An ideal example is the fresh and grassy 2015 Definition Marlborough Sauvignon Blanc (£8.99 at Majestic). Just like more expensive versions, this enhances its bedrock acidity with tangerine depth and even a savoury twist – yet still keeps its tingling grapefruit, asparagus and gooseberry fruit light and delicate.
Step up the richness and white burgundy comes into its own – often proving robust enough to accompany a turkey main course as well. That ability is certainly no problem for the soft yet rounded 2012 Château de Meursault, Meursault Clos des Grands Charrons (£36 from The Wine Society). This delivers delightful apple, banana and white peach fruit, but neatly integrates it into the wine’s toasty hazelnut and vanilla texture which is supercharged with lime-influenced acidity.
If, however, your fish is accompanied by a substantial sauce, then perhaps the creamy texture and buttery depth of 2014 Innocent Bystander Chardonnay (£15 at Oddbins) would work even better. It adroitly counterbalances any required sturdiness with floral flintiness, gentle suggestions of vanilla and the muted but crisp lemon acidity that cooler areas, like its Yarra Valley homeland in Victoria, do especially well.

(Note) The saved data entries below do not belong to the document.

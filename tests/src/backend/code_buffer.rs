//! Code buffer properties: cursor discipline, label binding, patch
//! resolution at finalize.

use blaze_backend::code_buffer::{CodeBuffer, PatchKind};
use blaze_backend::error::EmitError;
use blaze_backend::x86_64::emitter::{
    emit_call_label, emit_jcc_label, emit_jmp_label, emit_jmp_rel8_label,
    emit_mov_ri_patchable, Cc,
};
use blaze_backend::x86_64::regs::Reg;

#[test]
fn cursor_is_monotonic_and_matches_length() {
    let mut buf = CodeBuffer::new(4096).unwrap();
    let mut last = buf.pos();
    for i in 0..64 {
        match i % 4 {
            0 => buf.emit_u8(0x90),
            1 => buf.emit_u16(0x9090),
            2 => buf.emit_u32(0x90909090),
            _ => buf.emit_u64(0x9090909090909090),
        }
        assert!(buf.pos() > last);
        last = buf.pos();
    }
    assert_eq!(buf.as_slice().len(), buf.pos());
}

#[test]
fn growth_preserves_contents() {
    let mut buf = CodeBuffer::new(4096).unwrap();
    let cap = buf.capacity();
    for i in 0..cap + 1024 {
        buf.emit_u8((i % 251) as u8);
    }
    assert!(buf.capacity() > cap);
    let code = buf.as_slice();
    for (i, &b) in code.iter().enumerate() {
        assert_eq!(b, (i % 251) as u8);
    }
}

#[test]
fn patch_at_rewrites_emitted_bytes() {
    let mut buf = CodeBuffer::new(4096).unwrap();
    buf.emit_u32(0);
    buf.emit_u64(0);
    buf.patch_at(0, 4, 0x1234_5678);
    assert_eq!(buf.read_u32(0), 0x1234_5678);
    buf.patch_at(4, 8, u64::MAX);
    assert_eq!(buf.read_u32(4), 0xFFFF_FFFF);
}

#[test]
fn forward_rel32_jump_resolves_to_target_minus_site_plus_4() {
    let mut buf = CodeBuffer::new(4096).unwrap();
    let label = buf.mark_label();
    emit_jmp_label(&mut buf, label); // E9 + 4-byte site
    let site = 1;
    for _ in 0..40 {
        buf.emit_u8(0x90);
    }
    buf.bind_label(label).unwrap();
    let target = buf.label_offset(label).unwrap();
    buf.emit_u8(0xC3);

    let code = buf.finalize().unwrap();
    let disp = i32::from_le_bytes(code.as_slice()[site..site + 4].try_into().unwrap());
    assert_eq!(disp as i64, target as i64 - (site as i64 + 4));
}

#[test]
fn forward_call_and_jcc_resolve() {
    let mut buf = CodeBuffer::new(4096).unwrap();
    let f = buf.mark_label();
    emit_call_label(&mut buf, f); // E8 at 0, site 1
    let j = buf.mark_label();
    emit_jcc_label(&mut buf, Cc::Ne, j); // 0F 85 at 5, site 7
    for _ in 0..10 {
        buf.emit_u8(0x90);
    }
    buf.bind_label(j).unwrap();
    let j_target = buf.label_offset(j).unwrap();
    buf.bind_label(f).unwrap();
    let f_target = buf.label_offset(f).unwrap();
    buf.emit_u8(0xC3);

    let code = buf.finalize().unwrap();
    let bytes = code.as_slice();
    assert_eq!(bytes[0], 0xE8);
    let call_disp = i32::from_le_bytes(bytes[1..5].try_into().unwrap());
    assert_eq!(call_disp as i64, f_target as i64 - 5);
    assert_eq!(&bytes[5..7], &[0x0F, 0x85]);
    let jcc_disp = i32::from_le_bytes(bytes[7..11].try_into().unwrap());
    assert_eq!(jcc_disp as i64, j_target as i64 - 11);
}

#[test]
fn backward_jump_fills_displacement_directly() {
    let mut buf = CodeBuffer::new(4096).unwrap();
    let top = buf.mark_label();
    buf.bind_label(top).unwrap();
    for _ in 0..8 {
        buf.emit_u8(0x90);
    }
    emit_jmp_label(&mut buf, top); // backward: no pending patch
    assert_eq!(buf.pending_patches(), 0);
    let disp = i32::from_le_bytes(buf.as_slice()[9..13].try_into().unwrap());
    assert_eq!(disp as i64, -(9 + 4));
}

#[test]
fn rel8_jump_resolves_to_target_minus_site_plus_1() {
    let mut buf = CodeBuffer::new(4096).unwrap();
    let label = buf.mark_label();
    emit_jmp_rel8_label(&mut buf, label); // EB at 0, site 1
    for _ in 0..16 {
        buf.emit_u8(0x90);
    }
    buf.bind_label(label).unwrap();
    let target = buf.label_offset(label).unwrap();
    buf.emit_u8(0xC3);

    let code = buf.finalize().unwrap();
    let disp = code.as_slice()[1] as i8;
    assert_eq!(disp as i64, target as i64 - 2);
}

#[test]
fn rel8_overflow_is_fatal() {
    let mut buf = CodeBuffer::new(4096).unwrap();
    let label = buf.mark_label();
    emit_jmp_rel8_label(&mut buf, label);
    for _ in 0..200 {
        buf.emit_u8(0x90);
    }
    buf.bind_label(label).unwrap();
    assert!(matches!(
        buf.finalize(),
        Err(EmitError::PatchRange { .. })
    ));
}

#[test]
fn abs64_patch_resolves_to_base_plus_target() {
    let mut buf = CodeBuffer::new(4096).unwrap();
    let label = buf.mark_label();
    let site = emit_mov_ri_patchable(&mut buf, Reg::Rax);
    buf.add_patch(site, PatchKind::Abs64MovImm, label);
    for _ in 0..4 {
        buf.emit_u8(0x90);
    }
    buf.bind_label(label).unwrap();
    let target = buf.label_offset(label).unwrap();
    buf.emit_u8(0xC3);

    let code = buf.finalize().unwrap();
    let imm = u64::from_le_bytes(code.as_slice()[site..site + 8].try_into().unwrap());
    assert_eq!(imm, code.base_addr() + target as u64);
}

#[test]
fn unresolved_patch_is_fatal() {
    let mut buf = CodeBuffer::new(4096).unwrap();
    let label = buf.mark_label();
    emit_jmp_label(&mut buf, label);
    assert!(matches!(
        buf.finalize(),
        Err(EmitError::UnresolvedPatch { .. })
    ));
}

#[test]
fn label_rebind_is_rejected() {
    let mut buf = CodeBuffer::new(4096).unwrap();
    let label = buf.mark_label();
    buf.bind_label(label).unwrap();
    assert!(matches!(
        buf.bind_label(label),
        Err(EmitError::LabelRebound(_))
    ));
}
//! Packed AST codec (.blzast format).
//!
//! The interchange form is a flat pool of fixed-size 32-byte records plus
//! the raw string pool. Children are 16-bit indices; 0xFFFF means "none".
//! Record layout (little-endian):
//!
//! ```text
//! HEADER: magic[4] + version u16 + root u16 + node_count u32 + strpool_len u32
//! RECORD: kind u16 + c[5] u16 + pad u32 + imm0 u64 + imm1 u64
//! STRINGS: strpool_len raw bytes
//! ```
//!
//! Variable-length lists (program/action bodies, function params) are
//! chained through each member's `c[4]` slot; `Array4Access` is the one
//! kind that uses all five slots itself, and it only ever appears in
//! expression position. Packed call sites carry at most four arguments
//! (`c[0]..c[3]`, NONE-terminated).

use std::io::{self, Read, Write};

use crate::node::{
    BinOpKind, CollisionStrategy, FlowCtlOp, JumpKind, Node, TimeDir,
};
use crate::pool::{Ast, NodeId, StrRef};

const MAGIC: &[u8; 4] = b"BLZA";
const VERSION: u16 = 1;

/// Packed "no child" sentinel. Only meaningful in this codec; in memory
/// an absent child is `Option<NodeId>`.
pub const NONE: u16 = 0xFFFF;

const RECORD_SIZE: usize = 32;

#[derive(Debug, thiserror::Error)]
pub enum DecodeError {
    #[error("io: {0}")]
    Io(#[from] io::Error),
    #[error("bad magic")]
    BadMagic,
    #[error("unsupported version {0}")]
    Version(u16),
    #[error("record {index}: unknown node kind {kind}")]
    UnknownKind { index: u16, kind: u16 },
    #[error("record {index}: child index {child} out of range")]
    BadIndex { index: u16, child: u16 },
    #[error("record {index}: string reference out of range")]
    BadString { index: u16 },
    #[error("record {index}: sibling chain does not terminate")]
    UnterminatedChain { index: u16 },
    #[error("root index {0} out of range")]
    BadRoot(u16),
    #[error("node count {0} exceeds the 16-bit index space")]
    TooManyNodes(u32),
}

// Kind tags in the packed form.
mod tag {
    pub const PROGRAM: u16 = 0;
    pub const VAR_DEF: u16 = 1;
    pub const FUNC_DEF: u16 = 2;
    pub const ACTION: u16 = 3;
    pub const BIN_OP: u16 = 4;
    pub const NUM: u16 = 5;
    pub const FLOAT_NUM: u16 = 6;
    pub const STR: u16 = 7;
    pub const IDENT: u16 = 8;
    pub const ASSIGN: u16 = 9;
    pub const ARRAY4_DEF: u16 = 10;
    pub const ARRAY4_ACCESS: u16 = 11;
    pub const TIMING: u16 = 12;
    pub const IF: u16 = 13;
    pub const LOOP: u16 = 14;
    pub const JUMP: u16 = 15;
    pub const CALL: u16 = 16;
    pub const RETURN: u16 = 17;
    pub const PRINT: u16 = 18;
    pub const FIXED_POINT: u16 = 19;
    pub const ARRIVE: u16 = 20;
    pub const TIMELINE: u16 = 21;
    pub const FLOW_SPEC: u16 = 22;
    pub const FLOW_CTL: u16 = 23;
    pub const COLLIDE: u16 = 24;
}

#[derive(Debug, Clone, Copy)]
struct Record {
    kind: u16,
    c: [u16; 5],
    imm0: u64,
    imm1: u64,
}

fn pack_str(r: StrRef) -> u64 {
    (r.offset as u64) | ((r.len as u64) << 32)
}

fn unpack_str(v: u64) -> StrRef {
    StrRef {
        offset: v as u32,
        len: (v >> 32) as u32,
    }
}

// -- Decoding --

fn read_exact<const N: usize>(r: &mut impl Read) -> io::Result<[u8; N]> {
    let mut buf = [0u8; N];
    r.read_exact(&mut buf)?;
    Ok(buf)
}

fn record_from_bytes(b: &[u8; RECORD_SIZE]) -> Record {
    let u16_at = |i: usize| u16::from_le_bytes([b[i], b[i + 1]]);
    let u64_at = |i: usize| {
        u64::from_le_bytes([
            b[i],
            b[i + 1],
            b[i + 2],
            b[i + 3],
            b[i + 4],
            b[i + 5],
            b[i + 6],
            b[i + 7],
        ])
    };
    Record {
        kind: u16_at(0),
        c: [u16_at(2), u16_at(4), u16_at(6), u16_at(8), u16_at(10)],
        imm0: u64_at(16),
        imm1: u64_at(24),
    }
}

struct Decoder {
    records: Vec<Record>,
    strpool_len: u32,
}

For something equally floral and substantial – but a bit of a wild card – head towards Southern France and 2014 Clos Bagatelle Blanc Saint Chinian (£13.15 at Great Grog, Edinburgh). The roussanne part of this blend brings you flavours of quince, baked apple and grapefruit marmalade, but neatly intermingles them with pithy lemon acidity and attractive textured orange elements.
2014 Eschenhof Holzer Roter Veltliner
Wagram, Austria, 12.5 per cent
Really distinctive wine from a grape unrelated to grüner veltliner, yet still containing a vague minerality behind its melon, white peach and ripe pear fruit. To that is added a gentle lime and apple acidity and appealing sweeter touches to embellish the finish.
£11.99 at Luvians Bottle Shop, St Andrews and Cupar
2013 Marques de Casa Concha Cabernet Sauvignon
Puente Alto, Chile, 14.5 per cent
Ace winemaker Marcelo Papa changed the wine’s style slightly for this vintage. Bigger oak casks have lightened the tannins and allowed more raspberry-centred acidity to shine through without compromising the smooth and intense blackcurrant fruit or the clove and mocha touches that accompany it.